• _EXERCISE BRIEF_: Below are the entries; tally the lines holding the string "nothing" and give only that figure.

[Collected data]

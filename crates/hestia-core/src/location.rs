//! Screen location groups.
//!
//! The navigation layer organizes routes into top-level groups. Routes use
//! the `/(group)/screen` convention; the group segment may also appear
//! without parentheses.

use crate::role::Role;
use serde::{Deserialize, Serialize};
use std::fmt;

/// The top-level group of the current screen.
#[derive(Debug, Clone, Copy, Default, PartialEq, Eq, Hash, Serialize, Deserialize)]
#[serde(rename_all = "lowercase")]
pub enum LocationGroup {
    /// Sign-in and sign-up screens
    Auth,
    /// Screens for the provider role
    Provider,
    /// Screens for the homeowner role
    Homeowner,
    /// Anything outside the three groups above
    #[default]
    Other,
}

impl LocationGroup {
    /// The group that holds a role's screens.
    #[must_use]
    pub fn for_role(role: Role) -> Self {
        match role {
            Role::Homeowner => Self::Homeowner,
            Role::Provider => Self::Provider,
        }
    }

    /// Classify a route by its first path segment.
    pub fn of_route(route: &str) -> Self {
        let first = route
            .trim_start_matches('/')
            .split('/')
            .next()
            .unwrap_or_default();
        let segment = first
            .strip_prefix('(')
            .and_then(|s| s.strip_suffix(')'))
            .unwrap_or(first);
        match segment {
            "auth" => Self::Auth,
            "provider" => Self::Provider,
            "homeowner" => Self::Homeowner,
            _ => Self::Other,
        }
    }

    /// The role whose screens live in this group, if any.
    #[must_use]
    pub fn role(self) -> Option<Role> {
        match self {
            Self::Homeowner => Some(Role::Homeowner),
            Self::Provider => Some(Role::Provider),
            Self::Auth | Self::Other => None,
        }
    }

    /// Get a short label for logging.
    #[must_use]
    pub fn label(self) -> &'static str {
        match self {
            Self::Auth => "auth",
            Self::Provider => "provider",
            Self::Homeowner => "homeowner",
            Self::Other => "other",
        }
    }
}

impl fmt::Display for LocationGroup {
    fn fmt(&self, f: &mut fmt::Formatter<'_>) -> fmt::Result {
        f.write_str(self.label())
    }
}

#[cfg(test)]
mod tests {
    use super::*;

    #[test]
    fn test_of_route_parenthesized_groups() {
        assert_eq!(LocationGroup::of_route("/(auth)/login"), LocationGroup::Auth);
        assert_eq!(
            LocationGroup::of_route("/(provider)/jobs/42"),
            LocationGroup::Provider
        );
        assert_eq!(
            LocationGroup::of_route("(homeowner)/home"),
            LocationGroup::Homeowner
        );
    }

    #[test]
    fn test_of_route_bare_segments_and_other() {
        assert_eq!(LocationGroup::of_route("/provider"), LocationGroup::Provider);
        assert_eq!(LocationGroup::of_route("/settings"), LocationGroup::Other);
        assert_eq!(LocationGroup::of_route(""), LocationGroup::Other);
        assert_eq!(LocationGroup::of_route("/(auth"), LocationGroup::Other);
    }

    #[test]
    fn test_role_group_mapping() {
        for role in Role::all() {
            assert_eq!(LocationGroup::for_role(*role).role(), Some(*role));
        }
        assert_eq!(LocationGroup::Auth.role(), None);
    }
}
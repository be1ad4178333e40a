//! Effect interfaces.
//!
//! Traits only; handlers live in `hestia-effects`, test doubles live next to
//! the tests that need them.

pub mod storage;

pub use storage::{StorageEffects, StorageError};
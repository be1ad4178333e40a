//! Role switch workflow.

use super::session::persist;
use crate::core::SessionCore;
use crate::errors::{SessionError, ToastLevel};
use crate::events::SessionEvent;
use async_lock::RwLock;
use hestia_core::Role;
use std::sync::atomic::{AtomicBool, Ordering};
use std::sync::Arc;
use tracing::{debug, info, warn};

/// Result of a switch request that did not fail.
#[derive(Debug, Clone, Copy, PartialEq, Eq)]
pub enum SwitchOutcome {
    /// The server confirmed the new active role
    Switched(Role),
    /// Another switch was already running; nothing was sent
    AlreadyInFlight,
    /// The requested role is already active; nothing was sent
    AlreadyActive,
}

/// Clears the in-flight flag on every exit path, including cancellation.
struct InFlight(Arc<AtomicBool>);

impl InFlight {
    fn acquire(flag: Arc<AtomicBool>) -> Option<Self> {
        flag.compare_exchange(false, true, Ordering::AcqRel, Ordering::Acquire)
            .ok()
            .map(|_| Self(flag))
    }
}

impl Drop for InFlight {
    fn drop(&mut self) {
        self.0.store(false, Ordering::Release);
    }
}

/// Switch the active role.
///
/// **What it does**: asks the session source to make `target` the active
/// profile, then records it in the role cache
/// **Returns**: the outcome, or `SwitchFailed` when the server rejects it
/// **Events**: `SwitcherDismissed` before the request; `RoleSwitched` on
/// success; an error toast on failure
///
/// The resolved phase is not touched here. It follows once the session
/// source emits the new profile, which re-runs the guard. The cache write
/// is persisted last, after the in-flight flag is released.
pub async fn switch_to(
    core: &Arc<RwLock<SessionCore>>,
    target: Role,
) -> Result<SwitchOutcome, SessionError> {
    let (bridge, events, flag, active) = {
        let core = core.read().await;
        if core.identity().is_none() {
            return Err(SessionError::NoIdentity);
        }
        (
            core.session_bridge(),
            core.events().clone(),
            core.switch_flag(),
            core.active_role(),
        )
    };

    let Some(in_flight) = InFlight::acquire(flag) else {
        debug!(%target, "Role switch already in flight; ignoring");
        return Ok(SwitchOutcome::AlreadyInFlight);
    };

    if active == Some(target) {
        debug!(%target, "Role already active");
        return Ok(SwitchOutcome::AlreadyActive);
    }

    events.publish(SessionEvent::SwitcherDismissed { target });
    info!(%target, "Switching active role");

    match bridge.switch_active_role(target).await {
        Ok(()) => {
            let writes = {
                let mut core = core.write().await;
                core.record_switch(target);
                core.take_pending_writes()
            };
            events.publish(SessionEvent::RoleSwitched(target));
            drop(in_flight);
            persist(writes).await;
            Ok(SwitchOutcome::Switched(target))
        }
        Err(cause) => {
            let err = SessionError::SwitchFailed { target, cause };
            warn!(error = %err, "Role switch failed");
            events.toast(ToastLevel::Error, err.to_string());
            Err(err)
        }
    }
}
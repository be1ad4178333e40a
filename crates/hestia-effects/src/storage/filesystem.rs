//! Filesystem storage handler
//!
//! One file per key under a base directory:
//! - file names are the BLAKE3 digest of the key, so any valid key is a safe name
//! - writes land in a temporary file first and are renamed into place

use async_trait::async_trait;
use hestia_core::effects::{StorageEffects, StorageError};
use std::io::ErrorKind;
use std::path::{Path, PathBuf};
use tokio::fs;
use tracing::{debug, info};

const MAX_KEY_LEN: usize = 255;

/// Durable storage backed by plain files.
#[derive(Debug, Clone)]
pub struct FilesystemStorageHandler {
    base_path: PathBuf,
}

impl FilesystemStorageHandler {
    /// Create a handler rooted at `base_path`, creating the directory if needed.
    pub fn new(base_path: impl Into<PathBuf>) -> Result<Self, StorageError> {
        let base_path = base_path.into();
        std::fs::create_dir_all(&base_path).map_err(|e| StorageError::Configuration {
            reason: format!("Failed to create storage directory: {e}"),
        })?;

        info!(path = %base_path.display(), "Initialized filesystem storage");
        Ok(Self { base_path })
    }

    /// Directory holding the stored files.
    pub fn base_path(&self) -> &Path {
        &self.base_path
    }

    fn validate_key(key: &str) -> Result<(), StorageError> {
        if key.is_empty() {
            return Err(StorageError::InvalidKey {
                reason: "Key cannot be empty".to_string(),
            });
        }

        if key.len() > MAX_KEY_LEN {
            return Err(StorageError::InvalidKey {
                reason: format!("Key too long (max {MAX_KEY_LEN} characters)"),
            });
        }

        if key.contains("..") || key.contains('\0') || key.contains('/') {
            return Err(StorageError::InvalidKey {
                reason: "Key contains invalid characters".to_string(),
            });
        }

        Ok(())
    }

    fn key_to_path(&self, key: &str) -> PathBuf {
        let hash = blake3::hash(key.as_bytes());
        self.base_path.join(format!("{}.dat", hash.to_hex()))
    }
}

#[async_trait]
impl StorageEffects for FilesystemStorageHandler {
    async fn store(&self, key: &str, value: Vec<u8>) -> Result<(), StorageError> {
        Self::validate_key(key)?;
        let path = self.key_to_path(key);
        let tmp = path.with_extension("tmp");

        fs::write(&tmp, &value)
            .await
            .map_err(|e| StorageError::WriteFailed(format!("{key}: {e}")))?;
        fs::rename(&tmp, &path)
            .await
            .map_err(|e| StorageError::WriteFailed(format!("{key}: {e}")))?;

        debug!(key, bytes = value.len(), "Stored value");
        Ok(())
    }

    async fn retrieve(&self, key: &str) -> Result<Option<Vec<u8>>, StorageError> {
        Self::validate_key(key)?;
        match fs::read(self.key_to_path(key)).await {
            Ok(bytes) => Ok(Some(bytes)),
            Err(e) if e.kind() == ErrorKind::NotFound => Ok(None),
            Err(e) => Err(StorageError::ReadFailed(format!("{key}: {e}"))),
        }
    }

    async fn remove(&self, key: &str) -> Result<bool, StorageError> {
        Self::validate_key(key)?;
        match fs::remove_file(self.key_to_path(key)).await {
            Ok(()) => Ok(true),
            Err(e) if e.kind() == ErrorKind::NotFound => Ok(false),
            Err(e) => Err(StorageError::DeleteFailed(format!("{key}: {e}"))),
        }
    }

    async fn exists(&self, key: &str) -> Result<bool, StorageError> {
        Self::validate_key(key)?;
        fs::try_exists(self.key_to_path(key))
            .await
            .map_err(|e| StorageError::ReadFailed(format!("{key}: {e}")))
    }
}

• _ANSWER SECTION_: 2